The most comprehensive and systematic analysis of causes of death ever undertaken allows us to answer questions like how many lives could we save if people cut back on soda? The answer? 299,000. Soda isn’t just bad because it’s empty calories, so it’s not a health-promoting food. It appears to be an actively death-promoting food. Of course not as deadly as bacon, bologna, ham, or hot dogs. 800,000 deaths every year, killing twice as many women than domestic violence; five times more people than all illegal drugs combined.
But eating more whole grains could save 1.7 million lives, more vegetables, 1.8 million lives. If only we ate more nuts and seeds, 2 and a half million lives saved, but the fruit is apparently what the world needs most (they didn’t look at beans). 4.9 million lives hang in the balance every year, and the cure is not drugs or vaccines; the cure is fruit.
One reason why plant-based diets can save so many millions is that the #1 killer risk factor in the world is high blood pressure, laying to waste 9 million people year after year.
In the United States, high blood pressure affects nearly 78 million—that’s one in three of us, and as we age our pressures get higher and higher, such that by age 60, it strikes more than half.
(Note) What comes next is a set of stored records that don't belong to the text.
//! Integration tests for the job queue actor.

use async_trait::async_trait;
use jobq::engine::{CountingProcessor, JobProcessManager, JobProcessor, JobQueueConfig, Processor};
use jobq::error::{Error, Result};
use jobq::model::job::{MessageId, WorkInput, WorkResult};
use std::sync::Arc;
use std::sync::atomic::{AtomicUsize, Ordering};
use std::time::Duration;
use tokio::sync::Semaphore;

/// Counts completed calls after sleeping `latency`.
struct Slow {
    latency: Duration,
    done: Arc<AtomicUsize>,
}

#[async_trait]
impl Processor for Slow {
    async fn process(&self, input: WorkInput) -> Result<WorkResult> {
        tokio::time::sleep(self.latency).await;
        self.done.fetch_add(1, Ordering::SeqCst);
        Ok(WorkResult {
            result_data: format!("slow {}", input.input_data),
        })
    }
}

/// Blocks each call until a permit is available.
struct Gated {
    gate: Arc<Semaphore>,
    done: Arc<AtomicUsize>,
}

#[async_trait]
impl Processor for Gated {
    async fn process(&self, input: WorkInput) -> Result<WorkResult> {
        self.gate
            .acquire()
            .await
            .map_err(|e| Error::Other(e.to_string()))?
            .forget();
        self.done.fetch_add(1, Ordering::SeqCst);
        Ok(WorkResult {
            result_data: input.input_data.to_string(),
        })
    }
}

struct Panicking;

#[async_trait]
impl Processor for Panicking {
    async fn process(&self, input: WorkInput) -> Result<WorkResult> {
        if input.input_data < 0 {
            panic!("negative input");
        }
        Ok(WorkResult {
            result_data: "fine".to_string(),
        })
    }
}

#[tokio::test(start_paused = true)]
async fn concurrent_sync_jobs_all_resolve() {
    let jobs = Arc::new(JobProcessManager::start(
        JobQueueConfig::default(),
        Arc::new(JobProcessor::new("jobProcessor-0").with_latency(10..50)),
    ));

    let mut handles = Vec::new();
    for n in 0..20 {
        let jobs = Arc::clone(&jobs);
        handles.push(tokio::spawn(async move {
            jobs.submit_sync(MessageId(n), WorkInput::new(i64::from(n)), Duration::from_secs(5))
                .await
        }));
    }
    for (n, handle) in handles.into_iter().enumerate() {
        let result = handle.await.unwrap().unwrap();
        assert_eq!(
            result.result_data,
            format!("jobProcessor-0, inputData: {n}")
        );
    }
    jobs.shutdown().await;
}

#[tokio::test(start_paused = true)]
async fn sync_timeout_leaves_job_running() {
    let done = Arc::new(AtomicUsize::new(0));
    let jobs = JobProcessManager::start(
        JobQueueConfig::default(),
        Arc::new(Slow {
            latency: Duration::from_millis(150),
            done: Arc::clone(&done),
        }),
    );

    let err = jobs
        .submit_sync(MessageId(1), WorkInput::new(1), Duration::from_millis(50))
        .await
        .unwrap_err();
    assert!(err.is_timeout());
    assert_eq!(done.load(Ordering::SeqCst), 0);

    tokio::time::sleep(Duration::from_millis(200)).await;
    assert_eq!(done.load(Ordering::SeqCst), 1, "job completed after the wait gave up");
    jobs.shutdown().await;
}

#[tokio::test]
async fn counting_processor_fails_until_multiple() {
    let jobs = JobProcessManager::start(
        JobQueueConfig::default(),
        Arc::new(CountingProcessor::new(3)),
    );

    let mut outcomes = Vec::new();
    for n in 0..3 {
        outcomes.push(
            jobs.submit_sync(MessageId(n), WorkInput::new(7), Duration::from_secs(1))
                .await,
        );
    }

    let failures: Vec<_> = outcomes
        .iter()
        .filter_map(|o| match o {
            Err(Error::Processing(cause)) => Some(cause.clone()),
            _ => None,
        })
        .collect();
    assert_eq!(
        failures,
        vec![
            "count 1 is not a multiple of 3".to_string(),
            "count 2 is not a multiple of 3".to_string(),
        ]
    );
    assert_eq!(
        outcomes[2].as_ref().unwrap().result_data,
        "count: 3, inputData: 7"
    );
    jobs.shutdown().await;
}

#[tokio::test]
async fn panicking_processor_still_resolves_reply() {
    let jobs = JobProcessManager::start(
        JobQueueConfig {
            capacity: 2,
            parallelism: 1,
        },
        Arc::new(Panicking),
    );

    let err = jobs
        .submit_sync(MessageId(1), WorkInput::new(-1), Duration::from_secs(1))
        .await
        .unwrap_err();
    assert!(err.to_string().contains("panicked"), "got {err}");

    // The single worker survived the panic.
    let ok = jobs
        .submit_sync(MessageId(2), WorkInput::new(1), Duration::from_secs(1))
        .await
        .unwrap();
    assert_eq!(ok.result_data, "fine");
    jobs.shutdown().await;
}

#[tokio::test]
async fn failed_fire_and_forget_does_not_stop_worker() {
    let jobs = JobProcessManager::start(
        JobQueueConfig {
            capacity: 2,
            parallelism: 1,
        },
        Arc::new(CountingProcessor::new(2)),
    );

    jobs.submit_async(MessageId(1), WorkInput::new(1)).await.unwrap();
    let result = jobs
        .submit_sync(MessageId(2), WorkInput::new(2), Duration::from_secs(1))
        .await
        .unwrap();
    assert_eq!(result.result_data, "count: 2, inputData: 2");
    jobs.shutdown().await;
}

#[tokio::test]
async fn full_mailbox_suspends_submitters() {
    let gate = Arc::new(Semaphore::new(0));
    let done = Arc::new(AtomicUsize::new(0));
    let jobs = JobProcessManager::start(
        JobQueueConfig {
            capacity: 1,
            parallelism: 2,
        },
        Arc::new(Gated {
            gate: Arc::clone(&gate),
            done: Arc::clone(&done),
        }),
    );

    // Two jobs held by the workers, one waiting in the mailbox.
    for n in 0..3 {
        tokio::time::timeout(
            Duration::from_secs(1),
            jobs.submit_async(MessageId(n), WorkInput::new(i64::from(n))),
        )
        .await
        .expect("mailbox had room")
        .unwrap();
        tokio::task::yield_now().await;
    }
    let blocked = tokio::time::timeout(
        Duration::from_millis(100),
        jobs.submit_async(MessageId(3), WorkInput::new(3)),
    )
    .await;
    assert!(blocked.is_err(), "fourth submit should wait for room");

    gate.add_permits(5);
    jobs.submit_async(MessageId(3), WorkInput::new(3)).await.unwrap();
    jobs.submit_async(MessageId(4), WorkInput::new(4)).await.unwrap();
    jobs.shutdown().await;
    assert_eq!(done.load(Ordering::SeqCst), 5);
}

#[tokio::test]
async fn closed_queue_rejects_submissions() {
    let jobs = JobProcessManager::start(
        JobQueueConfig::default(),
        Arc::new(CountingProcessor::new(1)),
    );
    jobs.close();

    assert!(matches!(
        jobs.submit_async(MessageId(1), WorkInput::new(1)).await,
        Err(Error::Closed)
    ));
    assert!(matches!(
        jobs.submit_sync(MessageId(2), WorkInput::new(2), Duration::from_secs(1))
            .await,
        Err(Error::Closed)
    ));
    jobs.shutdown().await;
}

#[tokio::test(start_paused = true)]
async fn shutdown_drains_queued_jobs() {
    let done = Arc::new(AtomicUsize::new(0));
    let jobs = JobProcessManager::start(
        JobQueueConfig {
            capacity: 10,
            parallelism: 2,
        },
        Arc::new(Slow {
            latency: Duration::from_millis(20),
            done: Arc::clone(&done),
        }),
    );

    for n in 0..8 {
        jobs.submit_async(MessageId(n), WorkInput::new(i64::from(n)))
            .await
            .unwrap();
    }
    jobs.shutdown().await;
    assert_eq!(done.load(Ordering::SeqCst), 8);
}

#[test]
fn zero_sizes_are_clamped() {
    let rt = tokio::runtime::Runtime::new().unwrap();
    rt.block_on(async {
        let jobs = JobProcessManager::start(
            JobQueueConfig {
                capacity: 0,
                parallelism: 0,
            },
            Arc::new(CountingProcessor::new(1)),
        );
        assert_eq!(
            jobs.config(),
            &JobQueueConfig {
                capacity: 1,
                parallelism: 1
            }
        );
        jobs.shutdown().await;
    });
}
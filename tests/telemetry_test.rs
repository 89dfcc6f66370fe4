//! Integration tests for telemetry initialization and span helpers.

use jobq::model::job::MessageId;
use jobq::poller::PollState;

#[test]
fn telemetry_initializes_without_endpoint() {
    // A global subscriber can only be installed once per process, so a
    // second init in the same binary returns Err; either way no exporter runs.
    let config = jobq::telemetry::TelemetryConfig {
        endpoint: None,
        service_name: "jobq-test".to_string(),
        default_filter: "debug".to_string(),
    };
    if let Ok(guard) = jobq::telemetry::init_telemetry(config) {
        assert!(!guard.is_exporting());
        guard.force_flush();
    }
}

#[test]
fn job_span_creates() {
    let _span = jobq::telemetry::spans::start_job_span("request_reply", MessageId(42), 0);
}

#[test]
fn poll_span_records_transitions() {
    let span = jobq::telemetry::spans::start_poll_span("jobq");
    span.record("poll.message_id", "17");
    jobq::telemetry::spans::record_state_transition(
        &span,
        PollState::Idle.as_str(),
        PollState::Polling.as_str(),
    );
}

#[test]
fn poll_states_have_stable_labels() {
    assert_eq!(PollState::FanOut.to_string(), "fan_out");
    assert_eq!(PollState::Cancelling.as_str(), "cancelling");
}

#[test]
fn instruments_work_without_provider() {
    use opentelemetry::KeyValue;

    jobq::telemetry::metrics::jobs_submitted().add(1, &[KeyValue::new("kind", "fire_and_forget")]);
    jobq::telemetry::metrics::lease_renewals().add(1, &[]);
    jobq::telemetry::metrics::operation_duration_ms()
        .record(12.5, &[KeyValue::new("operation", "poll")]);
}
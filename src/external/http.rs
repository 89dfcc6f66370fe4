//! Downstream API client over HTTP.

use super::ApiClient;
use crate::config::secrets::{SecretString, bearer};
use crate::error::{Error, Result};
use async_trait::async_trait;
use std::time::Duration;
use tracing::debug;

/// Posts each payload line as a plain-text body to `{base_url}/post`.
#[derive(Debug, Clone)]
pub struct HttpApiClient {
    client: reqwest::Client,
    endpoint: String,
    token: Option<SecretString>,
}

impl HttpApiClient {
    pub fn new(base_url: &str, token: Option<SecretString>) -> Result<Self> {
        let client = reqwest::Client::builder()
            .timeout(Duration::from_secs(30))
            .build()?;
        Ok(Self {
            client,
            endpoint: format!("{}/post", base_url.trim_end_matches('/')),
            token,
        })
    }

    pub fn endpoint(&self) -> &str {
        &self.endpoint
    }
}

#[async_trait]
impl ApiClient for HttpApiClient {
    async fn post(&self, payload: &str) -> Result<String> {
        let mut request = self
            .client
            .post(&self.endpoint)
            .header(reqwest::header::CONTENT_TYPE, "text/plain")
            .body(payload.to_string());
        if let Some(ref token) = self.token {
            request = request.header(reqwest::header::AUTHORIZATION, bearer(token));
        }

        let response = request.send().await?;
        let status = response.status();
        let body = response.text().await?;
        if !status.is_success() {
            return Err(Error::Processing(format!(
                "POST {} returned {status}: {body}",
                self.endpoint
            )));
        }
        debug!(endpoint = %self.endpoint, %status, "api call succeeded");
        Ok(body)
    }
}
If it affects most of us when we get older, maybe it’s less a disease and more just a natural, inevitable consequence of getting older? No. We’ve known for nearly a century that high blood pressure need never occur. Researchers measured the blood pressure of a thousand people in rural Kenya who ate a diet centered around whole plant foods. Whole grains, beans, vegetables, fruit, and dark green leafy. Up until age 40, the blood pressures of rural Africans were about the same as Europeans and Americans, down around 120s over the 80s, but as Westerners age, their pressures creep up such that by age 60 the average person is hypertensive, exceeding 140 over 90. But what about those not following the Western diet? Their pressures improved with age, not only did they not develop hypertension, their blood pressures actually got better.
This whole 140 over 90 cut-off is arbitrary. Just like studies show that the lower the cholesterol the better, there’s really no safe level above about 150. Blood pressure studies also support a “lower the better” approach to blood pressure reduction. Even people who start out with blood pressure under 120 over 80 appear to benefit from blood pressure reduction, but is it possible to get blood pressures under 110 over 70? It’s not just possible, it’s normal, for those eating healthy enough diets.
Over two years at a rural Kenyan hospital, 1800 patients were admitted. How many cases of high blood pressure did they find? Zero. Wow, so they must have had low rates of heart disease. No, they had no rates of heart disease. Not low risk, no risk. Not a single case of arteriosclerosis—our #1 killer—was found.